/// Why a command was refused. The state is unchanged whenever one is returned.
#[derive(Debug, Clone, PartialEq, Eq, thiserror::Error)]
pub enum Rejection {
    #[error("A carousel holds at most {} slides", MAX_SLIDES)]
    CapacityReached,

    #[error("The last remaining slide cannot be deleted")]
    LastSlide,

    #[error("The project has no slides")]
    NoActiveSlide,

    #[error("Slide index {index} is out of range for {len} slides")]
    IndexOutOfRange { index: usize, len: usize },

    #[error("Slide {slide_id} belongs to project {actual}, not {expected}")]
    ForeignSlide {
        slide_id: DbId,
        expected: DbId,
        actual: DbId,
    },

    #[error("{0}")]
    InvalidSelection(String),
}

/// Outcome of a successful transition.
#[derive(Debug, Clone)]
pub struct Transition {
    pub state: EditorState,
    pub effects: Vec<Effect>,
}

// ---------------------------------------------------------------------------
// State
// ---------------------------------------------------------------------------

#[derive(Debug, Clone)]
pub struct EditorState {
    project_id: DbId,
    slides: Vec<Slide>,
    active: usize,
    caret: usize,
    saves: SaveTracker,
}

impl EditorState {
    /// Build editor state from the stored slides of a project.
    ///
    /// Slides are put into display order and the first one becomes active.
    pub fn new(project_id: DbId, mut slides: Vec<Slide>) -> Self {
        sort_for_display(&mut slides);
        let floor = slides.iter().map(|s| s.revision).max().unwrap_or(0);
        let caret = slides.first().map_or(0, |s| char_count(&s.content));
        Self {
            project_id,
            slides,
            active: 0,
            caret,
            saves: SaveTracker::with_floor(floor),
        }
    }

    pub fn project_id(&self) -> DbId {
        self.project_id
    }

    pub fn slides(&self) -> &[Slide] {
        &self.slides
    }

    pub fn active_index(&self) -> usize {
        self.active
    }

    pub fn active_slide(&self) -> Option<&Slide> {
        self.slides.get(self.active)
    }

    /// Caret position (characters) within the active slide.
    pub fn caret(&self) -> usize {
        self.caret
    }

    pub fn is_saving(&self) -> bool {
        self.saves.is_saving()
    }

    pub fn saves(&self) -> &SaveTracker {
        &self.saves
    }

    /// Record completion of the save stamped `revision`.
    pub fn settle_save(&mut self, slide_id: DbId, revision: i64) -> SaveStatus {
        self.saves.settle(slide_id, revision)
    }

    /// Compute the transition for `command` at time `now`.
    pub fn apply(&self, command: Command, now: Timestamp) -> Result<Transition, Rejection> {
        let mut next = self.clone();
        let mut effects = Vec::new();

        match command {
            Command::Previous => next.focus(self.active.saturating_sub(1)),
            Command::Next => {
                let last = self.slides.len().saturating_sub(1);
                next.focus((self.active + 1).min(last));
            }
            Command::Select(index) => {
                if index >= self.slides.len() {
                    return Err(Rejection::IndexOutOfRange {
                        index,
                        len: self.slides.len(),
                    });
                }
                next.focus(index);
            }
            Command::AddSlide => {
                self.ensure_capacity()?;
                effects.push(Effect::CreateSlide(NewSlide {
                    project_id: self.project_id,
                    slide_number: next_slide_number(self.slides.len()),
                    content: String::new(),
                    title: None,
                    tone: None,
                }));
            }
            Command::DuplicateSlide => {
                self.ensure_capacity()?;
                let source = self.active_slide().ok_or(Rejection::NoActiveSlide)?;
                effects.push(Effect::CreateSlide(NewSlide {
                    project_id: self.project_id,
                    slide_number: next_slide_number(self.slides.len()),
                    content: source.content.clone(),
                    title: None,
                    tone: source.tone.clone(),
                }));
            }
            Command::CommitCreated(slide) => {
                self.ensure_capacity()?;
                if slide.project_id != self.project_id {
                    return Err(Rejection::ForeignSlide {
                        slide_id: slide.id,
                        expected: self.project_id,
                        actual: slide.project_id,
                    });
                }
                let position = self.slides.len();
                next.slides.push(slide);
                next.focus(position);
            }
            Command::DeleteSlide => {
                if self.slides.len() <= 1 {
                    return Err(Rejection::LastSlide);
                }
                let removed = next.slides.remove(self.active);
                next.saves.forget(removed.id);
                next.focus(self.active.saturating_sub(1));
                effects.push(Effect::DeleteSlide {
                    slide_id: removed.id,
                });
            }
            Command::EditContent(content) => {
                let caret = char_count(&content);
                effects.push(next.change_content(content, caret, now)?);
            }
            Command::Format { selection, command } => {
                let slide = self.active_slide().ok_or(Rejection::NoActiveSlide)?;
                let formatted = apply_format(&slide.content, selection, &command)
                    .map_err(|e| match e {
                        CoreError::Validation(msg) => Rejection::InvalidSelection(msg),
                        other => Rejection::InvalidSelection(other.to_string()),
                    })?;
                if let Some(formatted) = formatted {
                    effects.push(next.change_content(formatted.text, formatted.caret, now)?);
                }
            }
            Command::ApplySuggestion(suggestion) => {
                let slide = self.active_slide().ok_or(Rejection::NoActiveSlide)?;
                let content = apply_suggestion(&slide.content, &suggestion);
                let caret = char_count(&content);
                effects.push(next.change_content(content, caret, now)?);
            }
            Command::SetTone(tone) => {
                let caret = self.caret;
                let slide = next
                    .slides
                    .get_mut(self.active)
                    .ok_or(Rejection::NoActiveSlide)?;
                slide.tone = tone;
                slide.updated_at = now;
                let content = slide.content.clone();
                effects.push(next.change_content(content, caret, now)?);
            }
        }

        Ok(Transition {
            state: next,
            effects,
        })
    }

    // ---- private helpers ----

    fn ensure_capacity(&self) -> Result<(), Rejection> {
        if self.slides.len() >= MAX_SLIDES {
            return Err(Rejection::CapacityReached);
        }
        Ok(())
    }

    /// Move the active pointer and put the caret at the end of that slide.
    fn focus(&mut self, index: usize) {
        self.active = index;
        self.caret = self
            .slides
            .get(index)
            .map_or(0, |s| char_count(&s.content));
    }

    /// Update the active slide in memory and stamp a save for it.
    fn change_content(
        &mut self,
        content: String,
        caret: usize,
        now: Timestamp,
    ) -> Result<Effect, Rejection> {
        let slide = self
            .slides
            .get_mut(self.active)
            .ok_or(Rejection::NoActiveSlide)?;
        slide.set_content(content, now);
        let (slide_id, content, tone) = (slide.id, slide.content.clone(), slide.tone.clone());
        self.caret = caret;
        let revision = self.saves.issue(slide_id);
        Ok(Effect::UpdateSlide {
            slide_id,
            content,
            tone,
            revision,
        })
    }
}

» PROBLEM DETAILS: Each of the lines above should be printed again precisely as it reads.

» YOUR RESPONSE:
/// Why a command was refused. The state is unchanged whenever one is returned.
#[derive(Debug, Clone, PartialEq, Eq, thiserror::Error)]
pub enum Rejection {
    #[error("A carousel holds at most {} slides", MAX_SLIDES)]
    CapacityReached,

    #[error("The last remaining slide cannot be deleted")]
    LastSlide,

    #[error("The project has no slides")]
    NoActiveSlide,

    #[error("Slide index {index} is out of range for {len} slides")]
    IndexOutOfRange { index: usize, len: usize },

    #[error("Slide {slide_id} belongs to project {actual}, not {expected}")]
    ForeignSlide {
        slide_id: DbId,
        expected: DbId,
        actual: DbId,
    },

    #[error("{0}")]
    InvalidSelection(String),
}

/// Outcome of a successful transition.
#[derive(Debug, Clone)]
pub struct Transition {
    pub state: EditorState,
    pub effects: Vec<Effect>,
}

// ---------------------------------------------------------------------------
// State
// ---------------------------------------------------------------------------

#[derive(Debug, Clone)]
pub struct EditorState {
    project_id: DbId,
    slides: Vec<Slide>,
    active: usize,
    caret: usize,
    saves: SaveTracker,
}

impl EditorState {
    /// Build editor state from the stored slides of a project.
    ///
    /// Slides are put into display order and the first one becomes active.
    pub fn new(project_id: DbId, mut slides: Vec<Slide>) -> Self {
        sort_for_display(&mut slides);
        let floor = slides.iter().map(|s| s.revision).max().unwrap_or(0);
        let caret = slides.first().map_or(0, |s| char_count(&s.content));
        Self {
            project_id,
            slides,
            active: 0,
            caret,
            saves: SaveTracker::with_floor(floor),
        }
    }

    pub fn project_id(&self) -> DbId {
        self.project_id
    }

    pub fn slides(&self) -> &[Slide] {
        &self.slides
    }

    pub fn active_index(&self) -> usize {
        self.active
    }

    pub fn active_slide(&self) -> Option<&Slide> {
        self.slides.get(self.active)
    }

    /// Caret position (characters) within the active slide.
    pub fn caret(&self) -> usize {
        self.caret
    }

    pub fn is_saving(&self) -> bool {
        self.saves.is_saving()
    }

    pub fn saves(&self) -> &SaveTracker {
        &self.saves
    }

    /// Record completion of the save stamped `revision`.
    pub fn settle_save(&mut self, slide_id: DbId, revision: i64) -> SaveStatus {
        self.saves.settle(slide_id, revision)
    }

    /// Compute the transition for `command` at time `now`.
    pub fn apply(&self, command: Command, now: Timestamp) -> Result<Transition, Rejection> {
        let mut next = self.clone();
        let mut effects = Vec::new();

        match command {
            Command::Previous => next.focus(self.active.saturating_sub(1)),
            Command::Next => {
                let last = self.slides.len().saturating_sub(1);
                next.focus((self.active + 1).min(last));
            }
            Command::Select(index) => {
                if index >= self.slides.len() {
                    return Err(Rejection::IndexOutOfRange {
                        index,
                        len: self.slides.len(),
                    });
                }
                next.focus(index);
            }
            Command::AddSlide => {
                self.ensure_capacity()?;
                effects.push(Effect::CreateSlide(NewSlide {
                    project_id: self.project_id,
                    slide_number: next_slide_number(self.slides.len()),
                    content: String::new(),
                    title: None,
                    tone: None,
                }));
            }
            Command::DuplicateSlide => {
                self.ensure_capacity()?;
                let source = self.active_slide().ok_or(Rejection::NoActiveSlide)?;
                effects.push(Effect::CreateSlide(NewSlide {
                    project_id: self.project_id,
                    slide_number: next_slide_number(self.slides.len()),
                    content: source.content.clone(),
                    title: None,
                    tone: source.tone.clone(),
                }));
            }
            Command::CommitCreated(slide) => {
                self.ensure_capacity()?;
                if slide.project_id != self.project_id {
                    return Err(Rejection::ForeignSlide {
                        slide_id: slide.id,
                        expected: self.project_id,
                        actual: slide.project_id,
                    });
                }
                let position = self.slides.len();
                next.slides.push(slide);
                next.focus(position);
            }
            Command::DeleteSlide => {
                if self.slides.len() <= 1 {
                    return Err(Rejection::LastSlide);
                }
                let removed = next.slides.remove(self.active);
                next.saves.forget(removed.id);
                next.focus(self.active.saturating_sub(1));
                effects.push(Effect::DeleteSlide {
                    slide_id: removed.id,
                });
            }
            Command::EditContent(content) => {
                let caret = char_count(&content);
                effects.push(next.change_content(content, caret, now)?);
            }
            Command::Format { selection, command } => {
                let slide = self.active_slide().ok_or(Rejection::NoActiveSlide)?;
                let formatted = apply_format(&slide.content, selection, &command)
                    .map_err(|e| match e {
                        CoreError::Validation(msg) => Rejection::InvalidSelection(msg),
                        other => Rejection::InvalidSelection(other.to_string()),
                    })?;
                if let Some(formatted) = formatted {
                    effects.push(next.change_content(formatted.text, formatted.caret, now)?);
                }
            }
            Command::ApplySuggestion(suggestion) => {
                let slide = self.active_slide().ok_or(Rejection::NoActiveSlide)?;
                let content = apply_suggestion(&slide.content, &suggestion);
                let caret = char_count(&content);
                effects.push(next.change_content(content, caret, now)?);
            }
            Command::SetTone(tone) => {
                let caret = self.caret;
                let slide = next
                    .slides
                    .get_mut(self.active)
                    .ok_or(Rejection::NoActiveSlide)?;
                slide.tone = tone;
                slide.updated_at = now;
                let content = slide.content.clone();
                effects.push(next.change_content(content, caret, now)?);
            }
        }

        Ok(Transition {
            state: next,
            effects,
        })
    }

    // ---- private helpers ----

    fn ensure_capacity(&self) -> Result<(), Rejection> {
        if self.slides.len() >= MAX_SLIDES {
            return Err(Rejection::CapacityReached);
        }
        Ok(())
    }

    /// Move the active pointer and put the caret at the end of that slide.
    fn focus(&mut self, index: usize) {
        self.active = index;
        self.caret = self
            .slides
            .get(index)
            .map_or(0, |s| char_count(&s.content));
    }

    /// Update the active slide in memory and stamp a save for it.
    fn change_content(
        &mut self,
        content: String,
        caret: usize,
        now: Timestamp,
    ) -> Result<Effect, Rejection> {
        let slide = self
            .slides
            .get_mut(self.active)
            .ok_or(Rejection::NoActiveSlide)?;
        slide.set_content(content, now);
        let (slide_id, content, tone) = (slide.id, slide.content.clone(), slide.tone.clone());
        self.caret = caret;
        let revision = self.saves.issue(slide_id);
        Ok(Effect::UpdateSlide {
            slide_id,
            content,
            tone,
            revision,
        })
    }
}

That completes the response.